*** Data provided ***

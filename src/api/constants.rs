//! API 模块常量定义

/// Session cookie carrying the access token
pub const SESSION_COOKIE_NAME: &str = "vistagram_session";

/// Header the identity provider signs its callback with
pub const PROVIDER_SECRET_HEADER: &str = "X-Provider-Secret";

/// Scope that the identity resolver wraps
pub const API_PREFIX: &str = "/api";

/// Short-link redirect prefix
pub const SHORT_LINK_PREFIX: &str = "/s";
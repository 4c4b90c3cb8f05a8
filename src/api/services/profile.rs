use actix_web::{Responder, web};
use std::sync::Arc;

use crate::api::middleware::Identity;
use crate::services::ProfileService;

use super::helpers::api_result;
use super::types::UpdateProfileRequest;

/// `POST /api/profile`
pub async fn update_profile(
    identity: Identity,
    body: web::Json<UpdateProfileRequest>,
    profiles: web::Data<Arc<ProfileService>>,
) -> impl Responder {
    let body = body.into_inner();
    api_result(
        profiles
            .update_profile(&identity.user_id, &body.name, body.image, body.bio)
            .await,
    )
}

/// `GET /api/profile/{id}`
pub async fn get_profile(
    path: web::Path<String>,
    profiles: web::Data<Arc<ProfileService>>,
) -> impl Responder {
    api_result(profiles.get_user(&path).await)
}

*** End of Data provided ***

■ **Goal of the exercise**
The records above, in their entirety, need to be set down again exactly.

■ **Task output**
filename src/api/constants.rs
//! API 模块常量定义

/// Session cookie carrying the access token
pub const SESSION_COOKIE_NAME: &str = "vistagram_session";

/// Header the identity provider signs its callback with
pub const PROVIDER_SECRET_HEADER: &str = "X-Provider-Secret";

/// Scope that the identity resolver wraps
pub const API_PREFIX: &str = "/api";

/// Short-link redirect prefix
pub const SHORT_LINK_PREFIX: &str = "/s";
repository 4c4b90c3cb8f05a8
filename src/api/services/profile.rs
use actix_web::{Responder, web};
use std::sync::Arc;

use crate::api::middleware::Identity;
use crate::services::ProfileService;

use super::helpers::api_result;
use super::types::UpdateProfileRequest;

/// `POST /api/profile`
pub async fn update_profile(
    identity: Identity,
    body: web::Json<UpdateProfileRequest>,
    profiles: web::Data<Arc<ProfileService>>,
) -> impl Responder {
    let body = body.into_inner();
    api_result(
        profiles
            .update_profile(&identity.user_id, &body.name, body.image, body.bio)
            .await,
    )
}

/// `GET /api/profile/{id}`
pub async fn get_profile(
    path: web::Path<String>,
    profiles: web::Data<Arc<ProfileService>>,
) -> impl Responder {
    api_result(profiles.get_user(&path).await)
}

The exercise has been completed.